• [PROMPT]:
Set down all of the data again, character for character.

-----

use std::path::PathBuf;
use thiserror::Error;

#[derive(Error, Debug)]
pub enum InstallerError {
    #[error("Failed to determine home directory")]
    HomeDirNotFound,

    #[error("IO error: {0}")]
    Io(#[from] std::io::Error),

    #[error("JSON error: {0}")]
    Json(#[from] serde_json::Error),

    #[error("Invalid configuration {}: {message}", path.display())]
    Config { path: PathBuf, message: String },

    #[error("Failed to create directory {}: {source}", path.display())]
    DirectoryCreation {
        path: PathBuf,
        #[source]
        source: std::io::Error,
    },

    #[error("Target directory does not exist: {}", .0.display())]
    TargetMissing(PathBuf),

    #[error("Failed to copy {} to {}: {source}", from.display(), to.display())]
    Copy {
        from: PathBuf,
        to: PathBuf,
        #[source]
        source: std::io::Error,
    },

    #[error(transparent)]
    Fetch(#[from] FetchError),
}

/// Failure of a single clone. Collected into the report unless running strict.
#[derive(Error, Debug)]
pub enum FetchError {
    #[error("could not run {program} for {url}: {source}")]
    Spawn {
        program: String,
        url: String,
        #[source]
        source: std::io::Error,
    },

    #[error("clone of {url} failed ({status}): {stderr}")]
    Failed {
        url: String,
        status: String,
        stderr: String,
    },

    #[error("clone of {url} timed out after {timeout:?}")]
    Timeout {
        url: String,
        timeout: std::time::Duration,
    },

    #[error("{url} does not name a usable folder (got {name:?})")]
    InvalidName { url: String, name: String },

    #[error("{url} would be cloned into {}, which another repository in this run already uses", path.display())]
    DestinationTaken { url: String, path: PathBuf },
}

pub type Result<T> = std::result::Result<T, InstallerError>;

-----

• [RESPONSE]:
use std::path::PathBuf;
use thiserror::Error;

#[derive(Error, Debug)]
pub enum InstallerError {
    #[error("Failed to determine home directory")]
    HomeDirNotFound,

    #[error("IO error: {0}")]
    Io(#[from] std::io::Error),

    #[error("JSON error: {0}")]
    Json(#[from] serde_json::Error),

    #[error("Invalid configuration {}: {message}", path.display())]
    Config { path: PathBuf, message: String },

    #[error("Failed to create directory {}: {source}", path.display())]
    DirectoryCreation {
        path: PathBuf,
        #[source]
        source: std::io::Error,
    },

    #[error("Target directory does not exist: {}", .0.display())]
    TargetMissing(PathBuf),

    #[error("Failed to copy {} to {}: {source}", from.display(), to.display())]
    Copy {
        from: PathBuf,
        to: PathBuf,
        #[source]
        source: std::io::Error,
    },

    #[error(transparent)]
    Fetch(#[from] FetchError),
}

/// Failure of a single clone. Collected into the report unless running strict.
#[derive(Error, Debug)]
pub enum FetchError {
    #[error("could not run {program} for {url}: {source}")]
    Spawn {
        program: String,
        url: String,
        #[source]
        source: std::io::Error,
    },

    #[error("clone of {url} failed ({status}): {stderr}")]
    Failed {
        url: String,
        status: String,
        stderr: String,
    },

    #[error("clone of {url} timed out after {timeout:?}")]
    Timeout {
        url: String,
        timeout: std::time::Duration,
    },

    #[error("{url} does not name a usable folder (got {name:?})")]
    InvalidName { url: String, name: String },

    #[error("{url} would be cloned into {}, which another repository in this run already uses", path.display())]
    DestinationTaken { url: String, path: PathBuf },
}

pub type Result<T> = std::result::Result<T, InstallerError>;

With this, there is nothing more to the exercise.